6. The method according to claim 5, characterized in that The method further comprises: When the paging data set corresponding to each thread is not found within a preset time period, the timeout parameter of the reverse proxy server is adjusted.

7. The method according to claim 1, characterized in that After starting the number of threads corresponding to the number of concurrent queries based on the paging query parameters to execute the original SQL query statement to perform paging data extraction processing on the target data in the preset database to obtain a paging data set, the method further includes: Parsing the export file structure corresponding to the user to obtain custom attribute parameters of the export document; Based on the attribute parameters, the paginated data sets are spliced ​​to obtain a target document; The target document is sent to the user.

8. A data processing device, characterized in that: include: The packaging module is used to package the structured original SQL query statement input by the user and generate a packaged SQL query statement; A data query module is used to query the preset database based on the packaged SQL query statement to obtain the number of rows and data volume of the target data; A calculation module, used to perform calculation processing based on the number of rows, the amount of data, the preset number of paging export rows and resource parameters to obtain the number of concurrent queries and paging query parameters; The data processing module is used to start the number of threads corresponding to the concurrency number to execute the original SQL query statement based on the paging query parameters to perform paging data extraction processing on the target data in the preset database to obtain a paging data set.
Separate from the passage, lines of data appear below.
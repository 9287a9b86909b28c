//! Wire codes carried by mutation batches.

use crate::error::Error;
use alloc::format;

/// Operation applied to a row in a mutation batch.
///
/// The discriminants are the store's wire encoding of the `psp_op` column.
#[derive(Clone, Copy, Debug, PartialEq, Eq, Hash)]
#[repr(u8)]
pub enum Op {
    Insert = 0,
    Delete = 1,
}

impl Op {
    #[inline]
    pub fn code(self) -> u8 {
        self as u8
    }
}

impl TryFrom<u8> for Op {
    type Error = Error;

    fn try_from(code: u8) -> Result<Self, Self::Error> {
        match code {
            0 => Ok(Op::Insert),
            1 => Ok(Op::Delete),
            other => Err(Error::protocol_violation(format!(
                "unexpected op code {}",
                other
            ))),
        }
    }
}

/// How a single cell changed between the previous and current row state.
///
/// `Eq`/`Neq` compare the values, `T`/`F` say whether a valid value was
/// present before and after. `NeqTdt` marks a cell whose row was deleted.
#[derive(Clone, Copy, Debug, PartialEq, Eq, Hash)]
#[repr(u8)]
pub enum ValueTransition {
    EqFf = 0,
    EqTt = 1,
    NeqFt = 2,
    NeqTf = 3,
    NeqTt = 4,
    NeqTdt = 5,
}

impl ValueTransition {
    /// Classifies a cell from its validity and equality before and after.
    pub fn classify(prev_valid: bool, curr_valid: bool, equal: bool, deleted: bool) -> Self {
        if deleted {
            return if prev_valid {
                ValueTransition::NeqTdt
            } else {
                ValueTransition::EqFf
            };
        }
        match (prev_valid, curr_valid) {
            (false, false) => ValueTransition::EqFf,
            (false, true) => ValueTransition::NeqFt,
            (true, false) => ValueTransition::NeqTf,
            (true, true) if equal => ValueTransition::EqTt,
            (true, true) => ValueTransition::NeqTt,
        }
    }

    #[inline]
    pub fn code(self) -> u8 {
        self as u8
    }
}

impl TryFrom<u8> for ValueTransition {
    type Error = Error;

    fn try_from(code: u8) -> Result<Self, Self::Error> {
        match code {
            0 => Ok(ValueTransition::EqFf),
            1 => Ok(ValueTransition::EqTt),
            2 => Ok(ValueTransition::NeqFt),
            3 => Ok(ValueTransition::NeqTf),
            4 => Ok(ValueTransition::NeqTt),
            5 => Ok(ValueTransition::NeqTdt),
            other => Err(Error::protocol_violation(format!(
                "unexpected value transition {}",
                other
            ))),
        }
    }
}
//! Primary key interning.
//!
//! Every view bound to one table store shares a single `SymbolTable`, so a
//! key value maps to the same `Symbol` no matter which view interns it.

use crate::scalar::Scalar;
use alloc::vec::Vec;
use core::cell::RefCell;
use hashbrown::HashMap;

/// Canonical handle for an interned primary key.
#[derive(Clone, Copy, Debug, PartialEq, Eq, PartialOrd, Ord, Hash)]
pub struct Symbol(u32);

impl Symbol {
    #[inline]
    pub fn index(self) -> usize {
        self.0 as usize
    }
}

#[derive(Default)]
struct Interned {
    ids: HashMap<Scalar, Symbol>,
    values: Vec<Scalar>,
}

/// Content-keyed interner for primary key scalars.
///
/// Interning takes `&self`; the table is shared between views behind an `Rc`
/// and mutated through a `RefCell`.
#[derive(Default)]
pub struct SymbolTable {
    inner: RefCell<Interned>,
}

impl SymbolTable {
    /// Creates an empty symbol table.
    pub fn new() -> Self {
        Self::default()
    }

    /// Returns the canonical symbol for `key`, interning it on first sight.
    pub fn intern(&self, key: &Scalar) -> Symbol {
        let mut inner = self.inner.borrow_mut();
        if let Some(&sym) = inner.ids.get(key) {
            return sym;
        }
        let sym = Symbol(inner.values.len() as u32);
        inner.values.push(key.clone());
        inner.ids.insert(key.clone(), sym);
        sym
    }

    /// Returns the symbol for `key` if it has been interned.
    pub fn lookup(&self, key: &Scalar) -> Option<Symbol> {
        self.inner.borrow().ids.get(key).copied()
    }

    /// Returns the key a symbol stands for.
    pub fn resolve(&self, sym: Symbol) -> Option<Scalar> {
        self.inner.borrow().values.get(sym.index()).cloned()
    }

    /// Returns the number of interned keys.
    pub fn len(&self) -> usize {
        self.inner.borrow().values.len()
    }

    pub fn is_empty(&self) -> bool {
        self.len() == 0
    }
}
9. A storage medium, characterized in that: The storage medium stores a computer program, and when the computer program is executed by a processor, the steps of the data processing method according to any one of claims 1 to 7 are implemented.

10. A computer device, characterized in that: The device at least comprises a memory and a processor, wherein the memory stores a computer program, and the processor implements the steps of the data processing method according to any one of claims 1 to 7 when executing the computer program on the memory.